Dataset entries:

Segment Open

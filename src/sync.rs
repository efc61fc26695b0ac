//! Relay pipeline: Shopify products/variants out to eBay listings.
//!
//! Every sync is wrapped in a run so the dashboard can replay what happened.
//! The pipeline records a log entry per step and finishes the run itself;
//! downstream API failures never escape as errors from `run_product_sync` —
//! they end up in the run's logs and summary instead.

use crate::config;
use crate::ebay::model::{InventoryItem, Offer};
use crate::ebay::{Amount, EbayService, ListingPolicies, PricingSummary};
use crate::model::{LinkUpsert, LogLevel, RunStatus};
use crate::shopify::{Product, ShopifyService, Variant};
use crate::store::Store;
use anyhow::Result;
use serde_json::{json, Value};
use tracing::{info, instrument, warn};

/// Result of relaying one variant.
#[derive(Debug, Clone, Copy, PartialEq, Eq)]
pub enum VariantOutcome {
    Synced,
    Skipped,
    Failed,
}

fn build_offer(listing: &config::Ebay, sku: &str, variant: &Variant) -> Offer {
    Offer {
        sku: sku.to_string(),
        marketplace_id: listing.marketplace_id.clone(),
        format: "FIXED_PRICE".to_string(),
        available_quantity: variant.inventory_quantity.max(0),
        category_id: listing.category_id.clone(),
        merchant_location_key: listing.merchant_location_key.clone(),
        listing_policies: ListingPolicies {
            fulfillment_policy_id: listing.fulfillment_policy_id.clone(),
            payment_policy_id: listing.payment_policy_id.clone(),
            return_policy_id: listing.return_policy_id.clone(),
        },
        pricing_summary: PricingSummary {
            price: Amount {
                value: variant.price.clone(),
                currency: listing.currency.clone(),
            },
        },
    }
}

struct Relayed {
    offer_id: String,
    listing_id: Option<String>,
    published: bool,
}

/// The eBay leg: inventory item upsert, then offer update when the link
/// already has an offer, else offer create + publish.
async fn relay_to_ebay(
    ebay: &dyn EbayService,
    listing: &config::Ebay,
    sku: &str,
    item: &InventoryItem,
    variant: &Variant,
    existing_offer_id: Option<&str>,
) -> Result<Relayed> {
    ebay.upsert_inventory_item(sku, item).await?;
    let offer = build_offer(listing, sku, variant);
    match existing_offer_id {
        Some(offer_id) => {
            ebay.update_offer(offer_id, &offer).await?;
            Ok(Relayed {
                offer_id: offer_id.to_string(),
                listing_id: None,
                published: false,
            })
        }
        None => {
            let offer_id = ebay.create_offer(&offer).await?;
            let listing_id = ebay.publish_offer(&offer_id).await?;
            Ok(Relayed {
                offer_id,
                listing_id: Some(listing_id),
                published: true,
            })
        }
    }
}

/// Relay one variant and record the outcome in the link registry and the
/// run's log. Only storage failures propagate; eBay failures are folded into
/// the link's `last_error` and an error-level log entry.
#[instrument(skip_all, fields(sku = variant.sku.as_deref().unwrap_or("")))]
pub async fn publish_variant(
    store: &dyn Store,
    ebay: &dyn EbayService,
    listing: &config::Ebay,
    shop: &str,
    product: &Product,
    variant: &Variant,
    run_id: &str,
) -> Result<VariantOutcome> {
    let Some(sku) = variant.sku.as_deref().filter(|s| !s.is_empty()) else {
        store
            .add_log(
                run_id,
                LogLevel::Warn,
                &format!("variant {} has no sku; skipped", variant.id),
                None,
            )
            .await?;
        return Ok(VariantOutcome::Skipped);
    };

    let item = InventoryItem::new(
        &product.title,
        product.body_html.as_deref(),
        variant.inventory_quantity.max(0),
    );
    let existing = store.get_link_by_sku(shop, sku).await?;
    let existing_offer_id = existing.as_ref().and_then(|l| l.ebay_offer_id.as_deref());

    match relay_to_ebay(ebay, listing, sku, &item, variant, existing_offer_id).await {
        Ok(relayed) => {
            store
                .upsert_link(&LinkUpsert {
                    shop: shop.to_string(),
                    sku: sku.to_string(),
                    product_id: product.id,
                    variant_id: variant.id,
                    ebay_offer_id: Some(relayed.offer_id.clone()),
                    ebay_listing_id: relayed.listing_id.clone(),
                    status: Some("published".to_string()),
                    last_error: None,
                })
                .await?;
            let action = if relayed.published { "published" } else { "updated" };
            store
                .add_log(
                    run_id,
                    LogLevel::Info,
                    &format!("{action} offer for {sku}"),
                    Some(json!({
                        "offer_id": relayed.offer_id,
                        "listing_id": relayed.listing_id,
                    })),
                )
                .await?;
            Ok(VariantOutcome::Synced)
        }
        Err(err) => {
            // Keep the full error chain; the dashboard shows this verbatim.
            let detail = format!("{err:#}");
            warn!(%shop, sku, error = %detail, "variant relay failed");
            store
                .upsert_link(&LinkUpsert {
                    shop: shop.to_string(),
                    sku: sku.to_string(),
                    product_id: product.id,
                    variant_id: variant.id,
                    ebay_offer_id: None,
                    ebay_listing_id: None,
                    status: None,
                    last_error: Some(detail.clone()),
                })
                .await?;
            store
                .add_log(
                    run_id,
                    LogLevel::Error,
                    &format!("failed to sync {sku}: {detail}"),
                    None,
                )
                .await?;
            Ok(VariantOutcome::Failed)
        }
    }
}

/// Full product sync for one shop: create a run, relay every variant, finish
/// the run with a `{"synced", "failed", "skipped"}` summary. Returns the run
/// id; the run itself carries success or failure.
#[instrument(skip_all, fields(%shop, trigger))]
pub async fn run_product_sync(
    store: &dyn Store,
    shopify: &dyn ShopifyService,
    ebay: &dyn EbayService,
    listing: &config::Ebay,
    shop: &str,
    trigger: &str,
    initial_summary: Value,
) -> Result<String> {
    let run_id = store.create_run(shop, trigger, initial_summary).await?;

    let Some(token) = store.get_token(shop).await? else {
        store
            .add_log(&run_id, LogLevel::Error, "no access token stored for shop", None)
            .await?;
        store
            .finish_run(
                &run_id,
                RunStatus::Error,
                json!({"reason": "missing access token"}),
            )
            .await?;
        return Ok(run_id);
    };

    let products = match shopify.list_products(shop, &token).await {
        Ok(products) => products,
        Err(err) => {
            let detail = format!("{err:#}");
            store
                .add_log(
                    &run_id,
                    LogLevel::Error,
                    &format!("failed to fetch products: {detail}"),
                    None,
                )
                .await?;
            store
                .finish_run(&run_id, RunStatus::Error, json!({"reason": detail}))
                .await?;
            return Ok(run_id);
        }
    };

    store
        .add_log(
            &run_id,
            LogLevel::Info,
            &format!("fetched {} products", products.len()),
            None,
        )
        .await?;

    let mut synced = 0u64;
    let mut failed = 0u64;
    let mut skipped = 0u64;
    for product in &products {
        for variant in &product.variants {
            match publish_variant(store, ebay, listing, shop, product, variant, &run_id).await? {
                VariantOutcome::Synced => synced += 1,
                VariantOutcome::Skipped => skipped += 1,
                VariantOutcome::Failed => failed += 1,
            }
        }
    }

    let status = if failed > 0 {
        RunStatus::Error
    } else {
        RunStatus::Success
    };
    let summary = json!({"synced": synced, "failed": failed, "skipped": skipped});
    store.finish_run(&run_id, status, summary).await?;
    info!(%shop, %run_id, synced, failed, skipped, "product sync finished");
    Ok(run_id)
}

Segment Closed

» **Exercise aim**: Write down all the entries again without a single difference.

» **Response box**:
filename src/sync.rs
repository efc61fc26695b0ac
//! Relay pipeline: Shopify products/variants out to eBay listings.
//!
//! Every sync is wrapped in a run so the dashboard can replay what happened.
//! The pipeline records a log entry per step and finishes the run itself;
//! downstream API failures never escape as errors from `run_product_sync` —
//! they end up in the run's logs and summary instead.

use crate::config;
use crate::ebay::model::{InventoryItem, Offer};
use crate::ebay::{Amount, EbayService, ListingPolicies, PricingSummary};
use crate::model::{LinkUpsert, LogLevel, RunStatus};
use crate::shopify::{Product, ShopifyService, Variant};
use crate::store::Store;
use anyhow::Result;
use serde_json::{json, Value};
use tracing::{info, instrument, warn};

/// Result of relaying one variant.
#[derive(Debug, Clone, Copy, PartialEq, Eq)]
pub enum VariantOutcome {
    Synced,
    Skipped,
    Failed,
}

fn build_offer(listing: &config::Ebay, sku: &str, variant: &Variant) -> Offer {
    Offer {
        sku: sku.to_string(),
        marketplace_id: listing.marketplace_id.clone(),
        format: "FIXED_PRICE".to_string(),
        available_quantity: variant.inventory_quantity.max(0),
        category_id: listing.category_id.clone(),
        merchant_location_key: listing.merchant_location_key.clone(),
        listing_policies: ListingPolicies {
            fulfillment_policy_id: listing.fulfillment_policy_id.clone(),
            payment_policy_id: listing.payment_policy_id.clone(),
            return_policy_id: listing.return_policy_id.clone(),
        },
        pricing_summary: PricingSummary {
            price: Amount {
                value: variant.price.clone(),
                currency: listing.currency.clone(),
            },
        },
    }
}

struct Relayed {
    offer_id: String,
    listing_id: Option<String>,
    published: bool,
}

/// The eBay leg: inventory item upsert, then offer update when the link
/// already has an offer, else offer create + publish.
async fn relay_to_ebay(
    ebay: &dyn EbayService,
    listing: &config::Ebay,
    sku: &str,
    item: &InventoryItem,
    variant: &Variant,
    existing_offer_id: Option<&str>,
) -> Result<Relayed> {
    ebay.upsert_inventory_item(sku, item).await?;
    let offer = build_offer(listing, sku, variant);
    match existing_offer_id {
        Some(offer_id) => {
            ebay.update_offer(offer_id, &offer).await?;
            Ok(Relayed {
                offer_id: offer_id.to_string(),
                listing_id: None,
                published: false,
            })
        }
        None => {
            let offer_id = ebay.create_offer(&offer).await?;
            let listing_id = ebay.publish_offer(&offer_id).await?;
            Ok(Relayed {
                offer_id,
                listing_id: Some(listing_id),
                published: true,
            })
        }
    }
}

/// Relay one variant and record the outcome in the link registry and the
/// run's log. Only storage failures propagate; eBay failures are folded into
/// the link's `last_error` and an error-level log entry.
#[instrument(skip_all, fields(sku = variant.sku.as_deref().unwrap_or("")))]
pub async fn publish_variant(
    store: &dyn Store,
    ebay: &dyn EbayService,
    listing: &config::Ebay,
    shop: &str,
    product: &Product,
    variant: &Variant,
    run_id: &str,
) -> Result<VariantOutcome> {
    let Some(sku) = variant.sku.as_deref().filter(|s| !s.is_empty()) else {
        store
            .add_log(
                run_id,
                LogLevel::Warn,
                &format!("variant {} has no sku; skipped", variant.id),
                None,
            )
            .await?;
        return Ok(VariantOutcome::Skipped);
    };

    let item = InventoryItem::new(
        &product.title,
        product.body_html.as_deref(),
        variant.inventory_quantity.max(0),
    );
    let existing = store.get_link_by_sku(shop, sku).await?;
    let existing_offer_id = existing.as_ref().and_then(|l| l.ebay_offer_id.as_deref());

    match relay_to_ebay(ebay, listing, sku, &item, variant, existing_offer_id).await {
        Ok(relayed) => {
            store
                .upsert_link(&LinkUpsert {
                    shop: shop.to_string(),
                    sku: sku.to_string(),
                    product_id: product.id,
                    variant_id: variant.id,
                    ebay_offer_id: Some(relayed.offer_id.clone()),
                    ebay_listing_id: relayed.listing_id.clone(),
                    status: Some("published".to_string()),
                    last_error: None,
                })
                .await?;
            let action = if relayed.published { "published" } else { "updated" };
            store
                .add_log(
                    run_id,
                    LogLevel::Info,
                    &format!("{action} offer for {sku}"),
                    Some(json!({
                        "offer_id": relayed.offer_id,
                        "listing_id": relayed.listing_id,
                    })),
                )
                .await?;
            Ok(VariantOutcome::Synced)
        }
        Err(err) => {
            // Keep the full error chain; the dashboard shows this verbatim.
            let detail = format!("{err:#}");
            warn!(%shop, sku, error = %detail, "variant relay failed");
            store
                .upsert_link(&LinkUpsert {
                    shop: shop.to_string(),
                    sku: sku.to_string(),
                    product_id: product.id,
                    variant_id: variant.id,
                    ebay_offer_id: None,
                    ebay_listing_id: None,
                    status: None,
                    last_error: Some(detail.clone()),
                })
                .await?;
            store
                .add_log(
                    run_id,
                    LogLevel::Error,
                    &format!("failed to sync {sku}: {detail}"),
                    None,
                )
                .await?;
            Ok(VariantOutcome::Failed)
        }
    }
}

/// Full product sync for one shop: create a run, relay every variant, finish
/// the run with a `{"synced", "failed", "skipped"}` summary. Returns the run
/// id; the run itself carries success or failure.
#[instrument(skip_all, fields(%shop, trigger))]
pub async fn run_product_sync(
    store: &dyn Store,
    shopify: &dyn ShopifyService,
    ebay: &dyn EbayService,
    listing: &config::Ebay,
    shop: &str,
    trigger: &str,
    initial_summary: Value,
) -> Result<String> {
    let run_id = store.create_run(shop, trigger, initial_summary).await?;

    let Some(token) = store.get_token(shop).await? else {
        store
            .add_log(&run_id, LogLevel::Error, "no access token stored for shop", None)
            .await?;
        store
            .finish_run(
                &run_id,
                RunStatus::Error,
                json!({"reason": "missing access token"}),
            )
            .await?;
        return Ok(run_id);
    };

    let products = match shopify.list_products(shop, &token).await {
        Ok(products) => products,
        Err(err) => {
            let detail = format!("{err:#}");
            store
                .add_log(
                    &run_id,
                    LogLevel::Error,
                    &format!("failed to fetch products: {detail}"),
                    None,
                )
                .await?;
            store
                .finish_run(&run_id, RunStatus::Error, json!({"reason": detail}))
                .await?;
            return Ok(run_id);
        }
    };

    store
        .add_log(
            &run_id,
            LogLevel::Info,
            &format!("fetched {} products", products.len()),
            None,
        )
        .await?;

    let mut synced = 0u64;
    let mut failed = 0u64;
    let mut skipped = 0u64;
    for product in &products {
        for variant in &product.variants {
            match publish_variant(store, ebay, listing, shop, product, variant, &run_id).await? {
                VariantOutcome::Synced => synced += 1,
                VariantOutcome::Skipped => skipped += 1,
                VariantOutcome::Failed => failed += 1,
            }
        }
    }

    let status = if failed > 0 {
        RunStatus::Error
    } else {
        RunStatus::Success
    };
    let summary = json!({"synced": synced, "failed": failed, "skipped": skipped});
    store.finish_run(&run_id, status, summary).await?;
    info!(%shop, %run_id, synced, failed, skipped, "product sync finished");
    Ok(run_id)
}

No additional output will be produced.